Мужчина не спал. На столе горела свеча, служанка читала ему вслух...

— Явился?

— Да, ваше сиятельство.

— Все, иди спать, — кивок в сторону служанки, которая буквально вылетела за дверь, едва поклониться не забыла. — Садись, рассказывай. Я так понял...

— Правильно понял, Тер.

Лорт потянулся всем телом, уселся в кресло, бросил взгляд на взвар на столике.

— Там еще и пирог с мясом, — правильно понял его маркиз. — Ешь, тебе оставил.

Лорт с громадным удовольствием вгрызся в румяную корочку. Умммм...

К полуночи он бы и слугу Шантра съел. И очень, надо сказать, завидовал крабам. Может, и краба съел бы, но помнил, на чем... на ком они откармливались. Авось, храмовником не отравятся?

— Благодарствую. Проследил я за ним, прав ты. Он на малявку глаз положил.

— Вот как?

— Храмовникам маги нужны, сам знаешь.

Маркиз понял и кивнул. Ну да, маги воды, которые могут лечить, могут творить чудеса во имя Храма... как тут откажешься? Схватили бы девчонку на улице, а потом уж уговорили бы. Нашли как. Про магов жизни маркиз и не подумал. С чего бы?

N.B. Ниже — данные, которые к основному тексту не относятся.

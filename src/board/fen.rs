//! FEN import and export.
//!
//! Only the first four fields are interpreted (placement, side to move,
//! castling, en passant); halfmove and fullmove counters are accepted and
//! ignored since the engine does not track clocks.

use super::error::FenError;
use super::state::Board;
use super::types::{CastlingRights, Color, Piece, Square};

impl Board {
    /// Parse a board position from FEN notation.
    pub fn try_from_fen(fen: &str) -> Result<Self, FenError> {
        let mut board = Board::empty();
        let parts: Vec<&str> = fen.split_whitespace().collect();

        if parts.len() < 4 {
            return Err(FenError::TooFewParts { found: parts.len() });
        }

        let mut seen_kings = [false; 2];
        for (rank_idx, rank_str) in parts[0].split('/').enumerate() {
            if rank_idx >= 8 {
                return Err(FenError::TooManyRanks { ranks: rank_idx + 1 });
            }
            let mut file = 0;
            for c in rank_str.chars() {
                if let Some(skip) = c.to_digit(10) {
                    file += skip as usize;
                } else {
                    let color = if c.is_uppercase() {
                        Color::White
                    } else {
                        Color::Black
                    };
                    let piece = Piece::from_char(c).ok_or(FenError::InvalidPiece { char: c })?;
                    if file >= 8 {
                        return Err(FenError::TooManyFiles {
                            rank: rank_idx,
                            files: file + 1,
                        });
                    }
                    // FEN lists rank 8 first.
                    board.set_piece(Square(7 - rank_idx, file), color, piece);
                    if piece == Piece::King {
                        seen_kings[color.index()] = true;
                    }
                    file += 1;
                }
            }
        }

        for color in [Color::White, Color::Black] {
            if !seen_kings[color.index()] {
                return Err(FenError::MissingKing { color });
            }
        }

        board.side_to_move = match parts[1] {
            "w" => Color::White,
            "b" => Color::Black,
            other => {
                return Err(FenError::InvalidSideToMove {
                    found: other.to_string(),
                })
            }
        };

        board.castling = CastlingRights::none();
        if parts[2] != "-" {
            for c in parts[2].chars() {
                match c {
                    'K' => board.castling.set(Color::White, true),
                    'Q' => board.castling.set(Color::White, false),
                    'k' => board.castling.set(Color::Black, true),
                    'q' => board.castling.set(Color::Black, false),
                    _ => return Err(FenError::InvalidCastling { char: c }),
                }
            }
        }

        board.en_passant_target = match parts[3] {
            "-" => None,
            sq => Some(sq.parse().map_err(|_| FenError::InvalidEnPassant {
                found: sq.to_string(),
            })?),
        };

        Ok(board)
    }

    /// Serialize the position to FEN. The halfmove clock and fullmove number
    /// are emitted as "0 1".
    #[must_use]
    pub fn to_fen(&self) -> String {
        let mut fen = String::new();

        for rank in (0..8).rev() {
            let mut empty_run = 0;
            for file in 0..8 {
                match self.piece_at(Square(rank, file)) {
                    Some((color, piece)) => {
                        if empty_run > 0 {
                            fen.push_str(&empty_run.to_string());
                            empty_run = 0;
                        }
                        fen.push(piece.to_fen_char(color));
                    }
                    None => empty_run += 1,
                }
            }
            if empty_run > 0 {
                fen.push_str(&empty_run.to_string());
            }
            if rank > 0 {
                fen.push('/');
            }
        }

        fen.push(' ');
        fen.push(match self.side_to_move {
            Color::White => 'w',
            Color::Black => 'b',
        });

        fen.push(' ');
        let mut any_right = false;
        for (color, kingside, c) in [
            (Color::White, true, 'K'),
            (Color::White, false, 'Q'),
            (Color::Black, true, 'k'),
            (Color::Black, false, 'q'),
        ] {
            if self.castling.has(color, kingside) {
                fen.push(c);
                any_right = true;
            }
        }
        if !any_right {
            fen.push('-');
        }

        fen.push(' ');
        match self.en_passant_target {
            Some(sq) => fen.push_str(&sq.to_string()),
            None => fen.push('-'),
        }

        fen.push_str(" 0 1");
        fen
    }
}
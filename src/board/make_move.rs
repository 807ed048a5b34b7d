//! Move application: validation, board mutation, and the special moves
//! (castling rook shift, en passant removal, queen promotion).

use super::error::MoveError;
use super::state::Board;
use super::types::{Color, Piece, Square};

impl Board {
    /// Validate and apply a move for the side to move.
    ///
    /// Rejection never mutates the board. On success the board is updated
    /// (including castling rights, en passant target, king cache, and
    /// promotion), the side to move flips, and any captured piece is
    /// returned so callers can display or score it.
    pub fn apply_move(
        &mut self,
        from: Square,
        to: Square,
    ) -> Result<Option<(Color, Piece)>, MoveError> {
        // Coordinates are checked before any board read.
        if !from.on_board() {
            return Err(MoveError::OffBoard {
                rank: from.0,
                file: from.1,
            });
        }
        if !to.on_board() {
            return Err(MoveError::OffBoard {
                rank: to.0,
                file: to.1,
            });
        }

        let (color, _) = self.piece_at(from).ok_or(MoveError::EmptySquare { at: from })?;
        if color != self.side_to_move {
            return Err(MoveError::WrongSide {
                at: from,
                expected: self.side_to_move,
            });
        }

        if !self.pseudo_destinations(from).contains(&to) {
            return Err(MoveError::IllegalDestination { from, to });
        }

        let saved = self.snapshot();
        let captured = self.apply_unchecked(from, to);
        if self.in_check(color) {
            self.restore(&saved);
            return Err(MoveError::SelfCheck { from, to });
        }

        self.side_to_move = color.opponent();
        Ok(captured)
    }

    /// Apply a pseudo-legal move without validation or side flip.
    ///
    /// This is the single mutation path shared by real application, the
    /// legality filter, and selector scoring, so a simulated move behaves
    /// exactly like a played one. The caller owns snapshot/restore.
    pub(crate) fn apply_unchecked(&mut self, from: Square, to: Square) -> Option<(Color, Piece)> {
        let (color, piece) = match self.clear_square(from) {
            Some(occupant) => occupant,
            None => return None,
        };

        let mut captured = self.piece_at(to);

        // En passant removes the passed pawn from the origin rank, not the
        // destination square.
        if piece == Piece::Pawn && Some(to) == self.en_passant_target {
            captured = self.clear_square(Square(from.rank(), to.file()));
        }

        self.set_piece(to, color, piece);

        if piece == Piece::King {
            // A two-file king move is a castle; bring the rook across.
            let back_rank = color.back_rank();
            if from.file() == 4 && to.file() == 6 {
                let _ = self.clear_square(Square(back_rank, 7));
                self.set_piece(Square(back_rank, 5), color, Piece::Rook);
            } else if from.file() == 4 && to.file() == 2 {
                let _ = self.clear_square(Square(back_rank, 0));
                self.set_piece(Square(back_rank, 3), color, Piece::Rook);
            }
            self.castling.remove_all(color);
        }

        if piece == Piece::Rook && from.rank() == color.back_rank() {
            if from.file() == 0 {
                self.castling.remove(color, false);
            } else if from.file() == 7 {
                self.castling.remove(color, true);
            }
        }

        // Capturing a rook on its home corner revokes that right too.
        if let Some((victim_color, Piece::Rook)) = captured {
            if to.rank() == victim_color.back_rank() {
                if to.file() == 0 {
                    self.castling.remove(victim_color, false);
                } else if to.file() == 7 {
                    self.castling.remove(victim_color, true);
                }
            }
        }

        // The en passant window lasts exactly one ply.
        self.en_passant_target = None;
        if piece == Piece::Pawn && from.rank().abs_diff(to.rank()) == 2 {
            self.en_passant_target = Some(Square((from.rank() + to.rank()) / 2, from.file()));
        }

        // Promotion is forced: a pawn on the far rank becomes a queen.
        if piece == Piece::Pawn && to.rank() == color.pawn_promotion_rank() {
            self.set_piece(to, color, Piece::Queen);
        }

        captured
    }
}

— Он ее каким-то образом отследил, по расходу сил, и решил проверить.

— И?

— У нее какой-то амулет есть. Так силу никто не почувствует, а вот когда она ее выплеснула...

— Меня лечила.

— Потому он сюда и приперся разнюхивать.

Маркиз кратко помянул очень неуважаемую и развратную маму Шантра.

— Еще явятся?

— Нет. Вроде как он один такой умный, другие с его артефактами обращаться не умеют. В лучшем случае будут знать, что маг есть, а найти не смогут.

— Один... умный?

— Был умный, — охотно поправился Лорт. — Я так думаю, нам маг и самим пригодится?

Маркиз кивнул.

— Да. Мне бы пару-тройку лет протянуть, Диалине рожать, опять же ребенок... да и тебе не помешает, если что?

— Именно. Хоть какой, а все маг.

— Необученный...

— Книжки мы ей найдем. А вот другого мага знакомиться не приведем, не стоит.

— Уведут девчонку, — согласился Лорт.

— Надо сделать так, чтобы не увели. Узнай о ее прошлом, хорошо?

— Узнаю.

— А пока... благодарность — дело неотложное. Подумай, может, ей дом купить.

— Внимание привлечем.

— М-да... А свой домик она что? Снимает?

— Да.

— Тогда иначе сделаем. Чтобы никто не догадался. Слушай внимательно...



* * *

Стук в дверь был такой, что я подскочила, дети проснулись, а Дюша зарычала и оскалила вполне приличные клычки.

— Кто там?

— Госпожа лекарка, мои дети не у вас?

Голос молодой, женский...

Я распахнула дверь — и едва на ногах устояла. Женщина прямо ураганом промчалась в дом.

— Где они!?

И тут же взвыла еще громче.

— Ах вы, негодяи!

Мальчишки дружно завизжали, и спрятались под одеяло. Ага, еще б и испугались! Даже я видела, что больше там наигранности, чем настоящего испуга.

— Убью!

Одеяло полетело в стороны, а женщина от души принялась трепать сорванцов за уши, ругаясь при этом так, что портовые грузчики позавидовали бы.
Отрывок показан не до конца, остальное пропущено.